We made four changes. We picked this over switching to RS256 (asymmetric) because it required zero infrastructure changes. No key management service, no JWKS endpoint, no client-side public key distribution. The versioned HMAC approach gave us graceful rotation with one environment variable change and a 24-hour overlap window. In a bigger org I'd probably push for RS256, but for where we were it was the pragmatic move.

  NEW ROTATION PROCESS (versioned secrets, 24h overlap)
  ──────────────────────────────────────────────────────────────────

  Day 0: Normal operation
  ─────────────────────────────────────────────
  JWT_SECRET_VERSION = "v3"
  JWT_SECRET         = "secret-v3"
  (no PREV vars set)

  All tokens signed with v3. Verified with v3. ✓


  Day 1: Rotation starts
  ─────────────────────────────────────────────
  JWT_SECRET_VERSION      = "v4"       ← new version
  JWT_SECRET              = "secret-v4" ← new secret
  JWT_SECRET_PREV_VERSION = "v3"       ← keep old version
  JWT_SECRET_PREV         = "secret-v3" ← keep old secret

  New tokens: signed with v4
  Old tokens (ver=v3): still verified with v3 ✓
  Users stay logged in through the overlap ✓


  Day 2: Rotation complete (remove PREV vars)
  ─────────────────────────────────────────────
  JWT_SECRET_VERSION = "v4"
  JWT_SECRET         = "secret-v4"
  (PREV vars removed — v3 tokens now expired naturally)

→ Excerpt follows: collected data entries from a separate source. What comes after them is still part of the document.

use std::ops::Index;

use crate::error::{PricingError, Result};
use crate::models::bs::{OptionParameters, OptionType, PricingResult};

/// Number of points per axis when nothing else is configured.
pub const DEFAULT_GRID_COUNT: usize = 10;

/// Evenly spaced values from `min` to `max`, both ends included.
///
/// A single-point range holds just `min`. The last value is exactly `max`.
#[derive(Debug, Clone, PartialEq)]
pub struct Range {
    min: f64,
    max: f64,
    values: Vec<f64>,
}

impl Range {
    pub fn linspace(min: f64, max: f64, count: usize) -> Result<Self> {
        let width = max - min;
        if count == 0
            || !min.is_finite()
            || !max.is_finite()
            || min > max
            || !width.is_finite()
        {
            return Err(PricingError::InvalidRange { min, max, count });
        }

        let values = if count == 1 {
            vec![min]
        } else {
            let step = width / (count - 1) as f64;
            let mut values: Vec<f64> = (0..count).map(|i| min + step * i as f64).collect();
            values[count - 1] = max;
            values
        };

        Ok(Self { min, max, values })
    }

    /// Range with [`DEFAULT_GRID_COUNT`] points.
    pub fn with_default_count(min: f64, max: f64) -> Result<Self> {
        Self::linspace(min, max, DEFAULT_GRID_COUNT)
    }

    pub fn min(&self) -> f64 {
        self.min
    }

    pub fn max(&self) -> f64 {
        self.max
    }

    pub fn len(&self) -> usize {
        self.values.len()
    }

    /// Always false: a valid range holds at least one point.
    pub fn is_empty(&self) -> bool {
        self.values.is_empty()
    }

    pub fn values(&self) -> &[f64] {
        &self.values
    }

    pub fn iter(&self) -> impl Iterator<Item = f64> + '_ {
        self.values.iter().copied()
    }
}

impl Index<usize> for Range {
    type Output = f64;

    fn index(&self, index: usize) -> &f64 {
        &self.values[index]
    }
}

/// What a matrix cell holds
#[derive(Debug, Clone, Copy, PartialEq, Eq)]
#[cfg_attr(feature = "serde", derive(serde::Serialize, serde::Deserialize))]
pub enum MatrixKind {
    /// Model price of the option
    Price,
    /// Model price minus the row's reference (purchase) price
    Difference,
}

/// Row-major grid of sweep results indexed `[volatility][spot]`.
#[derive(Debug, Clone, PartialEq)]
pub struct PriceMatrix {
    option_type: OptionType,
    kind: MatrixKind,
    volatilities: Vec<f64>,
    spots: Vec<f64>,
    values: Vec<f64>,
}

impl PriceMatrix {
    /// Assemble a matrix from row-major `values`.
    ///
    /// Panics if `values.len()` is not `volatilities.len() * spots.len()`;
    /// the evaluator always builds it with matching shapes.
    pub(crate) fn from_row_major(
        option_type: OptionType,
        kind: MatrixKind,
        volatilities: Vec<f64>,
        spots: Vec<f64>,
        values: Vec<f64>,
    ) -> Self {
        assert_eq!(values.len(), volatilities.len() * spots.len());
        Self {
            option_type,
            kind,
            volatilities,
            spots,
            values,
        }
    }

    pub fn option_type(&self) -> OptionType {
        self.option_type
    }

    pub fn kind(&self) -> MatrixKind {
        self.kind
    }

    /// `(rows, cols)` = `(volatility count, spot count)`
    pub fn shape(&self) -> (usize, usize) {
        (self.volatilities.len(), self.spots.len())
    }

    /// Row axis values
    pub fn volatilities(&self) -> &[f64] {
        &self.volatilities
    }

    /// Column axis values
    pub fn spots(&self) -> &[f64] {
        &self.spots
    }

    pub fn get(&self, vol_index: usize, spot_index: usize) -> Option<f64> {
        if vol_index < self.volatilities.len() && spot_index < self.spots.len() {
            Some(self.values[vol_index * self.spots.len() + spot_index])
        } else {
            None
        }
    }

    pub fn row(&self, vol_index: usize) -> &[f64] {
        let cols = self.spots.len();
        &self.values[vol_index * cols..(vol_index + 1) * cols]
    }

    pub fn rows(&self) -> impl Iterator<Item = &[f64]> + '_ {
        self.values.chunks(self.spots.len())
    }

    /// Flat row-major view
    pub fn as_slice(&self) -> &[f64] {
        &self.values
    }

    pub fn to_nested(&self) -> Vec<Vec<f64>> {
        self.rows().map(|row| row.to_vec()).collect()
    }

    pub fn min(&self) -> f64 {
        self.values.iter().copied().fold(f64::INFINITY, f64::min)
    }

    pub fn max(&self) -> f64 {
        self.values.iter().copied().fold(f64::NEG_INFINITY, f64::max)
    }
}

impl Index<(usize, usize)> for PriceMatrix {
    type Output = f64;

    fn index(&self, (vol_index, spot_index): (usize, usize)) -> &f64 {
        let cols = self.spots.len();
        assert!(spot_index < cols, "spot index {spot_index} out of bounds");
        &self.values[vol_index * cols + spot_index]
    }
}

/// Everything needed to build the full set of heatmaps for one option.
#[derive(Debug, Clone, PartialEq)]
pub struct HeatmapRequest {
    /// Base parameters; also priced on their own for the summary values
    pub base: OptionParameters,
    pub spot_range: Range,
    pub vol_range: Range,
    /// Strike held fixed across the price heatmaps
    pub strike: f64,
    /// Per-volatility purchase prices for the call difference map
    pub call_reference: Option<Range>,
    /// Per-volatility purchase prices for the put difference map
    pub put_reference: Option<Range>,
}

/// Base pricing plus every matrix a [`HeatmapRequest`] asked for.
#[derive(Debug, Clone, PartialEq)]
pub struct HeatmapSet {
    pub pricing: PricingResult,
    pub call_prices: PriceMatrix,
    pub put_prices: PriceMatrix,
    pub call_differences: Option<PriceMatrix>,
    pub put_differences: Option<PriceMatrix>,
}

impl HeatmapSet {
    /// All present matrices in display order.
    pub fn matrices(&self) -> Vec<&PriceMatrix> {
        let mut out = vec![&self.call_prices, &self.put_prices];
        out.extend(self.call_differences.as_ref());
        out.extend(self.put_differences.as_ref());
        out
    }
}

#[cfg(test)]
mod tests {
    use super::*;

    #[test]
    fn test_linspace_endpoints_and_spacing() {
        let range = Range::linspace(80.0, 120.0, 5).unwrap();
        assert_eq!(range.values(), &[80.0, 90.0, 100.0, 110.0, 120.0]);
        assert_eq!(range.len(), 5);
        assert_eq!(range[4], 120.0);
    }

    #[test]
    fn test_linspace_last_value_is_exact_max() {
        let range = Range::linspace(0.1, 0.3, 10).unwrap();
        assert_eq!(range[0], 0.1);
        assert_eq!(range[9], 0.3);
        for pair in range.values().windows(2) {
            assert!(pair[1] > pair[0]);
        }
    }

    #[test]
    fn test_linspace_single_point_and_degenerate() {
        assert_eq!(Range::linspace(7.0, 9.0, 1).unwrap().values(), &[7.0]);
        assert_eq!(Range::linspace(5.0, 5.0, 3).unwrap().values(), &[5.0, 5.0, 5.0]);
    }

    #[test]
    fn test_linspace_rejects_bad_bounds() {
        assert!(Range::linspace(2.0, 1.0, 10).is_err());
        assert!(Range::linspace(1.0, 2.0, 0).is_err());
        assert!(Range::linspace(f64::NAN, 2.0, 3).is_err());
        assert!(Range::linspace(1.0, f64::INFINITY, 3).is_err());
    }

    #[test]
    fn test_linspace_rejects_overflowing_width() {
        match Range::linspace(-1e308, 1e308, 3) {
            Err(PricingError::InvalidRange { count, .. }) => assert_eq!(count, 3),
            other => panic!("expected InvalidRange, got {:?}", other),
        }
        let wide = Range::linspace(-8e307, 8e307, 5).unwrap();
        assert!(wide.iter().all(f64::is_finite));
    }

    #[test]
    fn test_matrix_indexing() {
        let matrix = PriceMatrix::from_row_major(
            OptionType::Call,
            MatrixKind::Price,
            vec![0.1, 0.2],
            vec![90.0, 100.0, 110.0],
            vec![1.0, 2.0, 3.0, 4.0, 5.0, 6.0],
        );
        assert_eq!(matrix.shape(), (2, 3));
        assert_eq!(matrix[(1, 0)], 4.0);
        assert_eq!(matrix.get(0, 2), Some(3.0));
        assert_eq!(matrix.get(2, 0), None);
        assert_eq!(matrix.get(0, 3), None);
        assert_eq!(matrix.row(1), &[4.0, 5.0, 6.0]);
        assert_eq!(matrix.to_nested(), vec![vec![1.0, 2.0, 3.0], vec![4.0, 5.0, 6.0]]);
        assert_eq!(matrix.min(), 1.0);
        assert_eq!(matrix.max(), 6.0);
    }
}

  Zero forced logouts. Zero support tickets. ✓

The other three changes.

  • Mobile 401 interceptor. Both iOS and Android clients now have an Axios/URLSession interceptor that catches 401 responses, clears the stored token, and navigates to the login screen with a human-readable message rather than a blank screen.
  • Rate limiter carve-out for /auth/login. The login endpoint is exempt from the general rate limiter and has its own dedicated limit with exponential back-off per IP, so legitimate re-auth surges don't get blocked alongside actual brute-force attempts.
  • Rotation runbook. A documented procedure in the team wiki: what to set, what to monitor, how long to keep the overlap window, and how to verify the rotation completed cleanly before removing the previous secret.

Lessons learned

  • A secret you've never rotated is a secret you can't safely rotate. If your first rotation is also your first time finding out whether the rotation is safe, you'll have an incident. Rotation drills belong in staging, not as a surprise in production.
  • Symmetric JWT with a single secret has no graceful degradation. It works fine until you need to rotate, revoke, or audit. Adding a version claim costs nothing and buys everything.
  • Rate limiters need to know about planned surges. A login surge caused by a forced logout looks identical to a credential-stuffing attack. Plan for both patterns differently.
  • Mobile clients need a 401 strategy, not just a 401 response. A bare 401 is a complete session failure on mobile. The client has to know how to recover.
  • Security work can feel like an outage to users. Communicate. Even a brief status page update saying "we rotated security credentials, please log in again" would have halved the support tickets.